María es la pequeña nube en el horizonte que ve Elías sobre al mar desde la cima del monte Carmelo, anticipando que se acabarán los largos años de sequía que han dejado yerma la tierra de Israel y traerá la lluvia abundante que devolverá fertilidad al pueblo elegido (I Reyes 18, 41-46). 

Y así siguiendo.... 

Un himno mariano de la liturgia bizantina, multiplicando comparaciones de este tipo, al modo de letanías, canta las glorias de María repitiendo incansablemente: “Alégrate” 

El arcángel Gabriel es enviado desde lo alto para decir a la Madre de Dios: ¡Alégrate!. 

Y al verte, Señor, encarnarte, exclama maravillado: ¡Alégrate! 
Alégrate, resplandor de gozo! 
Alégrate; tú que levantas al hombre de su bajeza! 
Alégrate, por ti Eva no llora más. 
Alégrate, montaña inaccesible a los pensamientos de los hombres! 
Alégrate, abismo impenetrable hasta para los ángeles! 
Alégrate, tú, trono y el palacio del Rey 
Alégrate, tú que llevas al que lo lleva todo. 
Alégrate, estrella que anuncia el Sol naciente, 
Alégrate, tabernáculo de la divina encarnación, 
Alégrate, tú que renuevas toda creatura, 
Alégrate, tú por quien el Creador se hace Niño pequeño! 
Alégrate, esposa no desposada! 

Hagamos nuestro este canto jubiloso y esa alegría –sobre todo en medio de nuestras penas y soledades- y unamos nuestra acción de gracias a la de los santos de todos los tiempos. Porque somos, también nosotros, hijos de esta Madre Virgen y estamos bajo su amparo. Alegrémonos en este día porque Dios ha obrado en Ella maravillas, y Ella sí, que es, nueva Eva, “carne de nuestra carne y hueso de nuestros huesos”. Y por eso Madre de Dios y madre nuestra. 

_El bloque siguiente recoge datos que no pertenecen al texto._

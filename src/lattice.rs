use rand::Rng;

use crate::Atoms;

/// Simple-cubic lattice used to seed initial configurations
#[derive(Debug)]
pub struct Cubic {
    a: f64,
}
impl Cubic {
    pub fn new(a: f64) -> Self {
        let lattice = Self { a };
        lattice.assert_positive();
        lattice
    }
    pub fn from_density(rho: f64) -> Self {
        let lattice = Self {
            a: (1.0 / rho).cbrt(),
        };
        lattice.assert_positive();
        lattice
    }
    fn assert_positive(&self) {
        assert!(
            self.a > 0.0,
            "Lattice constant should be positive, found {}",
            self.a
        );
    }

    pub fn cell_length(&self) -> f64 {
        self.a
    }

    /// The first `num_atoms` lattice sites of a cube holding at least that
    /// many, centered on cell midpoints, in physical units
    pub fn coords(&self, num_atoms: usize) -> Vec<[f64; 3]> {
        let mut ncell = 1usize;
        while ncell * ncell * ncell < num_atoms {
            ncell += 1;
        }
        let mut coords = Vec::with_capacity(num_atoms);
        'fill: for i in 0..ncell {
            for j in 0..ncell {
                for k in 0..ncell {
                    if coords.len() == num_atoms {
                        break 'fill;
                    }
                    coords.push([
                        self.a * (i as f64 + 0.5),
                        self.a * (j as f64 + 0.5),
                        self.a * (k as f64 + 0.5),
                    ]);
                }
            }
        }
        coords
    }

    /// The box edge enclosing `num_atoms` sites at this spacing
    pub fn box_length(&self, num_atoms: usize) -> f64 {
        let mut ncell = 1usize;
        while ncell * ncell * ncell < num_atoms {
            ncell += 1;
        }
        self.a * ncell as f64
    }
}

/// Build an equilibration-ready configuration: atoms on a simple-cubic
/// lattice at the given density with Maxwell-Boltzmann velocities
pub fn bootstrap(
    num_atoms: usize,
    density: f64,
    temperature: f64,
    rng: &mut impl Rng,
) -> Atoms {
    let lattice = Cubic::from_density(density);
    let box_length = lattice.box_length(num_atoms);
    let positions = lattice.coords(num_atoms);
    let velocities = vec![[0.0; 3]; num_atoms];
    let mut atoms = Atoms::from_physical(box_length, positions, velocities);
    atoms.set_temperature(temperature, rng);
    atoms
}

#[cfg(test)]
mod tests {
    use super::*;
    use crate::utils;
    use rand::{rngs::StdRng, SeedableRng};

    #[test]
    fn coords_fill_the_requested_count() {
        let lattice = Cubic::new(1.2);
        assert_eq!(lattice.coords(27).len(), 27);
        assert_eq!(lattice.coords(10).len(), 10);
        assert_eq!(lattice.box_length(27), 1.2 * 3.0);
        assert_eq!(lattice.box_length(28), 1.2 * 4.0);
    }

    #[test]
    fn neighboring_sites_are_one_cell_apart() {
        let lattice = Cubic::from_density(0.5);
        let coords = lattice.coords(8);
        let a = lattice.cell_length();
        let mut min_sq = f64::MAX;
        for i in 0..coords.len() {
            for j in i + 1..coords.len() {
                let d = [
                    coords[i][0] - coords[j][0],
                    coords[i][1] - coords[j][1],
                    coords[i][2] - coords[j][2],
                ];
                min_sq = min_sq.min(utils::norm_squared(&d));
            }
        }
        assert!((min_sq.sqrt() - a).abs() < 1e-12);
    }

    #[test]
    fn bootstrap_produces_a_wrapped_thermal_state() {
        let mut rng = StdRng::seed_from_u64(3);
        let atoms = bootstrap(27, 0.5, 1.0, &mut rng);
        assert_eq!(atoms.num_atoms(), 27);
        assert!((atoms.density() - 0.5).abs() < 1e-12);
        for position in &atoms.positions {
            for coord in position {
                assert!((-0.5..0.5).contains(coord));
            }
        }
        assert!(atoms.kinetic_energy() > 0.0);
    }
}
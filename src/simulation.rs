use tracing::info;

use crate::{
    averages::{self, Averages},
    cnf, compute, Atoms, Baoab, Error, Observable, PairPotential, PotentialSummary,
};

/// The integrator driver: owns the simulation state for the whole run and
/// sequences the block/step loop.
///
/// Per step: B(dt/2) with the previous forces, A(dt/2), O(dt), A(dt/2),
/// force recomputation with a fatal overlap check, B(dt/2) with the new
/// forces, then observables into the block accumulators. At each block
/// boundary the block statistics are closed and a checkpoint snapshot is
/// written in physical units.
pub struct Simulation<P: PairPotential> {
    pub atoms: Atoms,
    potential: P,
    integrator: Baoab,
    forces: Vec<[f64; 3]>,
    total: PotentialSummary,
    cnf_prefix: String,
}
impl<P: PairPotential> Simulation<P> {
    /// Create a simulation, evaluating initial forces.
    ///
    /// Fails if the initial configuration already contains an overlapping
    /// pair; a run must not start from an invalid trajectory.
    pub fn new(
        atoms: Atoms,
        potential: P,
        integrator: Baoab,
        cnf_prefix: &str,
    ) -> Result<Self, Error> {
        let (total, forces) = potential.compute(atoms.box_length(), &atoms.positions);
        if total.ovr {
            return Err(Error::Overlap { context: "initial" });
        }
        Ok(Self {
            atoms,
            potential,
            integrator,
            forces,
            total,
            cnf_prefix: String::from(cnf_prefix),
        })
    }

    // Getters
    pub fn potential(&self) -> &P {
        &self.potential
    }
    pub fn forces(&self) -> &Vec<[f64; 3]> {
        &self.forces
    }
    pub fn total(&self) -> &PotentialSummary {
        &self.total
    }

    fn observables(&self) -> Vec<Observable> {
        compute::observables(
            &self.atoms,
            &self.total,
            &self.forces,
            self.potential.cutoff(),
            self.integrator.temperature(),
        )
    }

    fn checkpoint_path(&self, blk: usize) -> String {
        // Numbered by block, saturating at "sav" past three digits
        if blk < 1000 {
            format!("{}{:03}", self.cnf_prefix, blk)
        } else {
            format!("{}sav", self.cnf_prefix)
        }
    }

    fn write_snapshot(&self, path: &str) -> Result<(), Error> {
        cnf::write_cnf_atoms(
            path,
            self.atoms.box_length(),
            &self.atoms.positions_physical(),
            &self.atoms.velocities,
        )
    }

    /// Run `nblock` blocks of `nstep` steps each, then write the final
    /// configuration to `{prefix}out`
    pub fn run(&mut self, nblock: usize, nstep: usize) -> Result<(), Error> {
        averages::log_instant("Initial values", &self.observables());
        let mut averages = Averages::run_begin(&self.observables());

        for blk in 1..=nblock {
            averages.blk_begin();
            for _stp in 0..nstep {
                self.total =
                    self.integrator
                        .step(&mut self.atoms, &self.potential, &mut self.forces)?;
                averages.blk_add(&self.observables());
            }
            averages.blk_end(blk);
            self.write_snapshot(&self.checkpoint_path(blk))?;
        }
        averages.run_end();

        // Final force evaluation and overlap check on the closing state
        let (total, forces) = self
            .potential
            .compute(self.atoms.box_length(), &self.atoms.positions);
        if total.ovr {
            return Err(Error::Overlap { context: "final" });
        }
        self.total = total;
        self.forces = forces;

        averages::log_instant("Final values", &self.observables());
        let out_path = format!("{}out", self.cnf_prefix);
        self.write_snapshot(&out_path)?;
        info!("Final configuration written to {}", out_path);
        Ok(())
    }
}

#[cfg(test)]
mod tests {
    use super::*;
    use crate::LJCut;

    #[test]
    fn overlapping_initial_configuration_is_rejected() {
        let atoms = Atoms::from_physical(
            10.0,
            vec![[0.0, 0.0, 0.0], [0.4, 0.0, 0.0]],
            vec![[0.0; 3]; 2],
        );
        let result = Simulation::new(
            atoms,
            LJCut::new(2.5),
            Baoab::with_seed(0.005, 1.0, 1.0, 9),
            "cnf.",
        );
        assert!(matches!(result, Err(Error::Overlap { context: "initial" })));
    }

    #[test]
    fn new_simulation_holds_initial_forces() {
        let atoms = Atoms::from_physical(
            10.0,
            vec![[0.0, 0.0, 0.0], [1.2, 0.0, 0.0]],
            vec![[0.0; 3]; 2],
        );
        let sim = Simulation::new(
            atoms,
            LJCut::new(2.5),
            Baoab::with_seed(0.005, 1.0, 1.0, 9),
            "cnf.",
        )
        .expect("no overlap");
        assert_eq!(sim.forces().len(), 2);
        assert!(sim.forces()[0][0].abs() > 0.0);
        assert!(!sim.total().ovr);
    }
}
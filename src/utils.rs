//! Group of useful computations

/// Nearest-integer image of a box-fraction coordinate, with the half-integer
/// rounded up so the result always lies in [-0.5, 0.5)
pub fn min_image(coord: f64) -> f64 {
    coord - (coord + 0.5).floor()
}

pub fn norm_squared(vec: &[f64; 3]) -> f64 {
    vec[0] * vec[0] + vec[1] * vec[1] + vec[2] * vec[2]
}
use rand::Rng;
use rand_distr::Distribution;

use crate::utils;

/// Atom positions and velocities in a cubic periodic box.
///
/// Positions are stored in box-fraction units and kept wrapped to
/// [-0.5, 0.5) by the minimum-image convention. Velocities stay in physical
/// units; all atoms have unit mass.
#[derive(Clone, Debug)]
pub struct Atoms {
    pub positions: Vec<[f64; 3]>,
    pub velocities: Vec<[f64; 3]>,
    box_length: f64,
}
impl Atoms {
    /// Create from physical-unit positions, dividing by the box length once
    pub fn from_physical(
        box_length: f64,
        positions: Vec<[f64; 3]>,
        velocities: Vec<[f64; 3]>,
    ) -> Self {
        assert!(
            box_length > 0.0,
            "Box length should be positive, found {}",
            box_length,
        );
        assert_eq!(
            positions.len(),
            velocities.len(),
            "Position and velocity counts should match",
        );
        let positions = positions
            .iter()
            .map(|r| {
                [
                    r[0] / box_length,
                    r[1] / box_length,
                    r[2] / box_length,
                ]
            })
            .collect();
        let mut atoms = Self {
            positions,
            velocities,
            box_length,
        };
        atoms.wrap();
        atoms
    }

    // Getters
    pub fn num_atoms(&self) -> usize {
        self.positions.len()
    }
    pub fn box_length(&self) -> f64 {
        self.box_length
    }
    pub fn volume(&self) -> f64 {
        self.box_length * self.box_length * self.box_length
    }
    pub fn density(&self) -> f64 {
        self.num_atoms() as f64 / self.volume()
    }
    /// Positions multiplied back to physical units, for snapshot output
    pub fn positions_physical(&self) -> Vec<[f64; 3]> {
        self.positions
            .iter()
            .map(|r| {
                [
                    r[0] * self.box_length,
                    r[1] * self.box_length,
                    r[2] * self.box_length,
                ]
            })
            .collect()
    }

    /// Re-wrap every coordinate into [-0.5, 0.5)
    pub fn wrap(&mut self) {
        for position in &mut self.positions {
            for coord in position {
                *coord = utils::min_image(*coord);
            }
        }
    }

    pub fn kinetic_energy(&self) -> f64 {
        0.5 * self
            .velocities
            .iter()
            .map(utils::norm_squared)
            .sum::<f64>()
    }

    /// Draw Maxwell-Boltzmann velocities at the given temperature
    pub fn set_temperature(&mut self, temperature: f64, rng: &mut impl Rng) {
        let dist = rand_distr::Normal::new(0.0, temperature.sqrt())
            .expect("Invalid temperature");
        for velocity in &mut self.velocities {
            for component in velocity {
                *component = dist.sample(rng);
            }
        }
    }
}
// Define data modules
pub mod models;  // Data structures (MoodEntry, GratitudeEntry, AppSettings, ...)
pub mod mood;    // Mood labels and their ordinal scores
pub mod store;   // Key-value persistence (one JSON document per key)
pub mod clock;   // Injectable "now"
pub mod error;   // JournalError

// Core analytics, independent of HTTP / Axum
pub mod stats;      // Averages, most common mood, streaks, weekly trend
pub mod patterns;   // Distribution and 7-day pattern
pub mod insights;   // Threshold-based observations and trend badge
pub mod wellness;   // Recommendations and affirmations
pub mod reminders;  // Reminder times and streak milestones
pub mod csv_export; // Two-section CSV export

pub mod journal; // Owns the collections; loads, mutates and persists them
pub mod config;  // MOOD_JOURNAL_* settings

pub mod app;              // Router and shared state
pub mod routes_entries;   // HTTP handlers for entries, gratitude, settings, backup
pub mod routes_analytics; // HTTP handlers for analytics and wellness content
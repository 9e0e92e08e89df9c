// Mood scoring table.
//
// Closed set of mood labels, each mapped to an ordinal score 1..=5.
// Entries store the label as a plain string, so anything outside the
// table scores as neutral instead of failing.

use serde::{Deserialize, Serialize};

#[derive(Debug, Clone, Copy, Serialize, Deserialize, PartialEq, Eq, Hash)]
#[serde(rename_all = "lowercase")]
pub enum Mood {
    Happy,
    Okay,
    Neutral,
    Sad,
    VerySad,
}

// Score used for labels the table does not know.
pub const DEFAULT_SCORE: u8 = 3;

impl Mood {
    // Catalog order. Used for distribution rows and tie resolution.
    pub const ALL: [Mood; 5] = [Mood::Happy, Mood::Okay, Mood::Neutral, Mood::Sad, Mood::VerySad];

    pub fn label(self) -> &'static str {
        match self {
            Mood::Happy => "happy",
            Mood::Okay => "okay",
            Mood::Neutral => "neutral",
            Mood::Sad => "sad",
            Mood::VerySad => "verysad",
        }
    }

    pub fn display_name(self) -> &'static str {
        match self {
            Mood::Happy => "Happy",
            Mood::Okay => "Okay",
            Mood::Neutral => "Neutral",
            Mood::Sad => "Sad",
            Mood::VerySad => "Very Sad",
        }
    }

    pub fn emoji(self) -> &'static str {
        match self {
            Mood::Happy => "😀",
            Mood::Okay => "🙂",
            Mood::Neutral => "😐",
            Mood::Sad => "🙁",
            Mood::VerySad => "😢",
        }
    }

    pub fn score(self) -> u8 {
        match self {
            Mood::Happy => 5,
            Mood::Okay => 4,
            Mood::Neutral => 3,
            Mood::Sad => 2,
            Mood::VerySad => 1,
        }
    }

    pub fn from_label(label: &str) -> Option<Mood> {
        Mood::ALL.into_iter().find(|m| m.label() == label)
    }

    // First mood in catalog order whose score equals `score`.
    pub fn from_score(score: i64) -> Option<Mood> {
        Mood::ALL.into_iter().find(|m| i64::from(m.score()) == score)
    }
}

// Ordinal score for a stored label (unknown -> 3)
pub fn mood_score(label: &str) -> u8 {
    Mood::from_label(label).map_or(DEFAULT_SCORE, Mood::score)
}

// Quick-pick chips offered by the entry form.
pub const COMMON_TRIGGERS: [&str; 12] = [
    "Work stress", "Relationship", "Health", "Money", "Family", "Weather",
    "Social media", "News", "Traffic", "Lack of sleep", "Exercise", "Food",
];

pub const COMMON_ACTIVITIES: [&str; 12] = [
    "Working", "Exercising", "Socializing", "Reading", "Watching TV", "Cooking",
    "Shopping", "Traveling", "Gaming", "Music", "Art", "Meditation",
];

#[cfg(test)]
mod tests {
    use super::*;

    #[test]
    fn scores_follow_the_table() {
        assert_eq!(mood_score("happy"), 5);
        assert_eq!(mood_score("okay"), 4);
        assert_eq!(mood_score("neutral"), 3);
        assert_eq!(mood_score("sad"), 2);
        assert_eq!(mood_score("verysad"), 1);
    }

    #[test]
    fn unknown_label_scores_neutral() {
        assert_eq!(mood_score("ecstatic"), DEFAULT_SCORE);
        assert_eq!(mood_score(""), DEFAULT_SCORE);
        assert_eq!(mood_score("Happy"), DEFAULT_SCORE);
    }

    #[test]
    fn from_score_maps_back_to_catalog() {
        assert_eq!(Mood::from_score(5), Some(Mood::Happy));
        assert_eq!(Mood::from_score(1), Some(Mood::VerySad));
        assert_eq!(Mood::from_score(0), None);
    }

    #[test]
    fn serde_uses_stored_labels() {
        let json = serde_json::to_string(&Mood::VerySad).unwrap();
        assert_eq!(json, "\"verysad\"");
        let back: Mood = serde_json::from_str("\"okay\"").unwrap();
        assert_eq!(back, Mood::Okay);
    }
}
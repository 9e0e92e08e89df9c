// Two-section CSV export: mood entries, a blank-line gap, then gratitude.
// Column order and section titles are read back by older tooling; keep them.

use std::io;

use chrono::{DateTime, FixedOffset};

use crate::error::Result;
use crate::models::{GratitudeEntry, MoodEntry};

pub const MOOD_SECTION: &str = "MOOD ENTRIES";
pub const GRATITUDE_SECTION: &str = "GRATITUDE ENTRIES";

const MOOD_COLUMNS: [&str; 9] = [
    "Date",
    "Time",
    "Mood",
    "Intensity",
    "Energy Level",
    "Sleep Quality",
    "Note",
    "Triggers",
    "Activities",
];
const GRATITUDE_COLUMNS: [&str; 3] = ["Date", "Time", "Gratitude Text"];

const LIST_SEPARATOR: &str = "; ";

// Timestamps are shown in `offset` (the caller's local time).
pub fn export_csv(
    entries: &[MoodEntry],
    gratitude: &[GratitudeEntry],
    offset: FixedOffset,
) -> Result<String> {
    let mut out = mood_section(entries, offset)?;
    out.push_str("\n\n");
    out.push_str(&gratitude_section(gratitude, offset)?);
    Ok(out)
}

fn mood_section(entries: &[MoodEntry], offset: FixedOffset) -> Result<String> {
    let mut w = section_writer();
    w.write_record([MOOD_SECTION])?;
    w.write_record(MOOD_COLUMNS)?;

    for e in entries {
        let (date, time) = date_and_time(e.timestamp, offset);
        w.write_record([
            date,
            time,
            e.mood.clone(),
            e.intensity.to_string(),
            e.energy_level.to_string(),
            e.sleep_quality.map(|v| v.to_string()).unwrap_or_default(),
            e.note.clone(),
            e.triggers.join(LIST_SEPARATOR),
            e.activities.join(LIST_SEPARATOR),
        ])?;
    }

    finish(w)
}

fn gratitude_section(entries: &[GratitudeEntry], offset: FixedOffset) -> Result<String> {
    let mut w = section_writer();
    w.write_record([GRATITUDE_SECTION])?;
    w.write_record(GRATITUDE_COLUMNS)?;

    for g in entries {
        let (date, time) = date_and_time(g.timestamp, offset);
        w.write_record([date, time, g.text.clone()])?;
    }

    finish(w)
}

// Section title and column header have different widths.
fn section_writer() -> csv::Writer<Vec<u8>> {
    csv::WriterBuilder::new()
        .flexible(true)
        .from_writer(Vec::new())
}

fn finish(w: csv::Writer<Vec<u8>>) -> Result<String> {
    let bytes = w
        .into_inner()
        .map_err(|e| csv::Error::from(e.into_error()))?;
    let text = String::from_utf8(bytes)
        .map_err(|e| csv::Error::from(io::Error::new(io::ErrorKind::InvalidData, e)))?;
    Ok(text)
}

fn date_and_time(ts: DateTime<FixedOffset>, offset: FixedOffset) -> (String, String) {
    let local = ts.with_timezone(&offset);
    (
        local.format("%Y-%m-%d").to_string(),
        local.format("%H:%M:%S").to_string(),
    )
}
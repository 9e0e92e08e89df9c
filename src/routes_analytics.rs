use axum::{
    extract::{Query, State},
    response::IntoResponse,
    Json,
};
use chrono::{DateTime, FixedOffset};
use serde::{Deserialize, Serialize};

use crate::app::AppState;
use crate::insights::{self, Insight, TrendBadge};
use crate::journal::MoodJournal;
use crate::mood::{COMMON_ACTIVITIES, COMMON_TRIGGERS, Mood};
use crate::patterns::{DayPattern, MoodShare};
use crate::reminders::{self, Notice};
use crate::stats::MoodStats;
use crate::wellness::{self, AFFIRMATIONS, Affirmation, Recommendation};

#[derive(Debug, Serialize)]
#[serde(rename_all = "camelCase")]
pub struct AnalyticsResponse {
    pub now: DateTime<FixedOffset>,
    pub stats: MoodStats,
    pub trend: TrendBadge,
    pub distribution: Vec<MoodShare>,
    pub weekly_pattern: Vec<DayPattern>,
    pub insights: Vec<Insight>,
}

// -----------------------------
// GET /api/analytics
// Stats, trend badge, distribution, 7-day pattern and insights,
// all recomputed from the stored entries
// -----------------------------
pub async fn get_analytics(State(state): State<AppState>) -> impl IntoResponse {
    let now = state.clock.now();
    let journal = MoodJournal::load(state.store.as_ref());

    let stats = journal.stats(now, state.streak_counting);

    Json(AnalyticsResponse {
        now,
        trend: insights::trend_badge(stats.weekly_trend),
        distribution: journal.distribution(),
        weekly_pattern: journal.weekly_pattern(now),
        insights: insights::generate_insights(&stats),
        stats,
    })
}

#[derive(Debug, Deserialize)]
pub struct RecommendationsQuery {
    pub mood: Option<String>,
    pub limit: Option<usize>,
}

// -----------------------------
// GET /api/recommendations
// For `mood`, or for the latest entry's mood when omitted
// -----------------------------
pub async fn get_recommendations(
    State(state): State<AppState>,
    Query(q): Query<RecommendationsQuery>,
) -> impl IntoResponse {
    let mood = match q.mood {
        Some(m) => Some(m),
        None => {
            let journal = MoodJournal::load(state.store.as_ref());
            journal.entries().first().map(|e| e.mood.clone())
        }
    };

    let recs: Vec<&'static Recommendation> = match mood {
        Some(m) => wellness::recommendations_for_mood(&m)
            .into_iter()
            .take(q.limit.unwrap_or(usize::MAX))
            .collect(),
        None => Vec::new(),
    };
    Json(recs)
}

#[derive(Debug, Deserialize)]
pub struct AffirmationsQuery {
    pub category: Option<String>,
}

// -----------------------------
// GET /api/affirmations
// All affirmations, or those in `category`
// -----------------------------
pub async fn get_affirmations(Query(q): Query<AffirmationsQuery>) -> impl IntoResponse {
    let list: Vec<&'static Affirmation> = match q.category {
        Some(c) => wellness::affirmations_by_category(&c),
        None => AFFIRMATIONS.iter().collect(),
    };
    Json(list)
}

// -----------------------------
// GET /api/affirmations/random
// -----------------------------
pub async fn get_random_affirmation() -> impl IntoResponse {
    let pick = wellness::random_affirmation(&mut rand::thread_rng());
    Json(pick)
}

#[derive(Debug, Serialize)]
pub struct MoodOption {
    pub value: &'static str,
    pub label: &'static str,
    pub emoji: &'static str,
    pub score: u8,
}

#[derive(Debug, Serialize)]
pub struct PresetsResponse {
    pub moods: Vec<MoodOption>,
    pub triggers: &'static [&'static str],
    pub activities: &'static [&'static str],
}

// -----------------------------
// GET /api/presets
// Mood options and the quick-pick trigger/activity chips
// -----------------------------
pub async fn get_presets() -> impl IntoResponse {
    let moods = Mood::ALL
        .into_iter()
        .map(|m| MoodOption {
            value: m.label(),
            label: m.display_name(),
            emoji: m.emoji(),
            score: m.score(),
        })
        .collect();

    Json(PresetsResponse {
        moods,
        triggers: &COMMON_TRIGGERS,
        activities: &COMMON_ACTIVITIES,
    })
}

#[derive(Debug, Serialize)]
#[serde(rename_all = "camelCase")]
pub struct ReminderResponse {
    pub next_reminder_at: Option<DateTime<FixedOffset>>,
    pub reminder: Option<Notice>,
    pub weekly_reflection: Option<Notice>,
    pub streak_milestone: Option<Notice>,
}

// -----------------------------
// GET /api/reminders/next
// When the frontend should fire its next notifications
// -----------------------------
pub async fn get_next_reminder(State(state): State<AppState>) -> impl IntoResponse {
    let now = state.clock.now();
    let journal = MoodJournal::load(state.store.as_ref());
    let notifications = &journal.settings().notifications;

    let next_reminder_at = reminders::next_reminder_at(notifications, now);
    let streak_milestone = if notifications.streak_notifications {
        let stats = journal.stats(now, state.streak_counting);
        reminders::streak_milestone(stats.current_streak)
    } else {
        None
    };

    Json(ReminderResponse {
        next_reminder_at,
        reminder: next_reminder_at.map(|_| reminders::daily_reminder_notice()),
        weekly_reflection: notifications
            .weekly_reflection
            .then(reminders::weekly_reflection_notice),
        streak_milestone,
    })
}
/*
Statistics engine.
Pure functions over the entry list; "now" is always passed in so
streaks and trends can be pinned in tests.
*/

use chrono::{DateTime, Duration, FixedOffset, NaiveDate};
use serde::{Deserialize, Serialize};

use crate::models::MoodEntry;
use crate::mood::mood_score;

const MS_PER_DAY: i64 = 24 * 60 * 60 * 1000;

// How consecutive entries advance a streak.
//
// PerEntry:       every entry within one day of the previous one adds 1,
//                 so two entries on the same day add 2.
// PerCalendarDay: at most one increment per local calendar day.
#[derive(Debug, Clone, Copy, Default, PartialEq, Eq, Serialize, Deserialize)]
#[serde(rename_all = "snake_case")]
pub enum StreakCounting {
    #[default]
    PerEntry,
    PerCalendarDay,
}

#[derive(Debug, Clone, Default, PartialEq, Serialize)]
#[serde(rename_all = "camelCase")]
pub struct MoodStats {
    pub average_mood: f64,
    pub most_common_mood: String,
    pub current_streak: u32,
    pub longest_streak: u32,
    pub total_entries: usize,
    pub weekly_trend: f64,
}

#[derive(Debug, Clone, Copy, Default, PartialEq, Eq)]
pub struct Streaks {
    pub current: u32,
    pub longest: u32,
}

// Entries may come in any order.
pub fn compute_stats(
    entries: &[MoodEntry],
    now: DateTime<FixedOffset>,
    counting: StreakCounting,
) -> MoodStats {
    if entries.is_empty() {
        return MoodStats::default();
    }

    let streaks = calculate_streaks(entries, now, counting);

    MoodStats {
        average_mood: average_score(entries).unwrap_or(0.0),
        most_common_mood: most_common_mood(entries),
        current_streak: streaks.current,
        longest_streak: streaks.longest,
        total_entries: entries.len(),
        weekly_trend: weekly_trend(entries, now),
    }
}

// Mean ordinal score, None for an empty input.
pub fn average_score<'a>(entries: impl IntoIterator<Item = &'a MoodEntry>) -> Option<f64> {
    let (sum, count) = entries
        .into_iter()
        .fold((0u64, 0u64), |(sum, count), e| {
            (sum + u64::from(mood_score(&e.mood)), count + 1)
        });
    if count == 0 {
        None
    } else {
        Some(sum as f64 / count as f64)
    }
}

// Label with the highest count.
// Counts are kept in first-seen order; on a tie the first label to reach
// the max during that scan wins.
pub fn most_common_mood(entries: &[MoodEntry]) -> String {
    let mut counts: Vec<(&str, usize)> = Vec::new();
    for e in entries {
        match counts.iter_mut().find(|(label, _)| *label == e.mood) {
            Some((_, count)) => *count += 1,
            None => counts.push((e.mood.as_str(), 1)),
        }
    }

    let mut best: Option<(&str, usize)> = None;
    for (label, count) in counts {
        if best.is_none_or(|(_, max)| count > max) {
            best = Some((label, count));
        }
    }

    best.map(|(label, _)| label.to_string()).unwrap_or_default()
}

pub fn calculate_streaks(
    entries: &[MoodEntry],
    now: DateTime<FixedOffset>,
    counting: StreakCounting,
) -> Streaks {
    match counting {
        StreakCounting::PerEntry => {
            let mut stamps: Vec<DateTime<FixedOffset>> =
                entries.iter().map(|e| e.timestamp).collect();
            stamps.sort_by(|a, b| b.cmp(a));

            let mut last = now;
            let gaps = stamps.into_iter().map(|ts| {
                let gap = whole_days(last, ts);
                last = ts;
                gap
            });
            walk_streaks(gaps)
        }
        StreakCounting::PerCalendarDay => {
            let offset = *now.offset();
            let mut days: Vec<NaiveDate> = entries
                .iter()
                .map(|e| e.timestamp.with_timezone(&offset).date_naive())
                .collect();
            days.sort_by(|a, b| b.cmp(a));
            days.dedup();

            let mut last = now.date_naive();
            let gaps = days.into_iter().map(|day| {
                let gap = (last - day).num_days();
                last = day;
                gap
            });
            walk_streaks(gaps)
        }
    }
}

// Whole days from `earlier` to `later`, floored.
fn whole_days(later: DateTime<FixedOffset>, earlier: DateTime<FixedOffset>) -> i64 {
    (later - earlier).num_milliseconds().div_euclid(MS_PER_DAY)
}

// Gaps are in days, newest first, the first one measured from "now".
// A gap of 2+ days ends a run. The current streak is the most recent
// run and is frozen once that run ends.
fn walk_streaks(gaps: impl IntoIterator<Item = i64>) -> Streaks {
    let mut current = 0u32;
    let mut longest = 0u32;
    let mut run = 0u32;
    let mut current_frozen = false;

    for gap in gaps {
        if gap <= 1 {
            run += 1;
            if !current_frozen {
                current = run;
            }
        } else {
            longest = longest.max(run);
            run = 1;
            current_frozen = true;
        }
    }

    Streaks {
        current,
        longest: longest.max(run),
    }
}

// Mean score of the last 7 days minus the mean of the 7 days before.
// 0 when either window is empty.
pub fn weekly_trend(entries: &[MoodEntry], now: DateTime<FixedOffset>) -> f64 {
    let one_week_ago = now - Duration::days(7);
    let two_weeks_ago = now - Duration::days(14);

    let this_week = entries.iter().filter(|e| e.timestamp >= one_week_ago);
    let last_week = entries
        .iter()
        .filter(|e| e.timestamp >= two_weeks_ago && e.timestamp < one_week_ago);

    match (average_score(this_week), average_score(last_week)) {
        (Some(this), Some(last)) => this - last,
        _ => 0.0,
    }
}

Que María convierta la esterilidad de nuestros actos infecundos en actos de gracia, de cristiana alegría, para que, aún en la estrechez y dificultades de los argentinos, el 2004 nos sirva para hacernos más santos –que es lo único para lo que sirve el tiempo-, más hijos de la Admirable Madre, opulentos herederos de Cielo.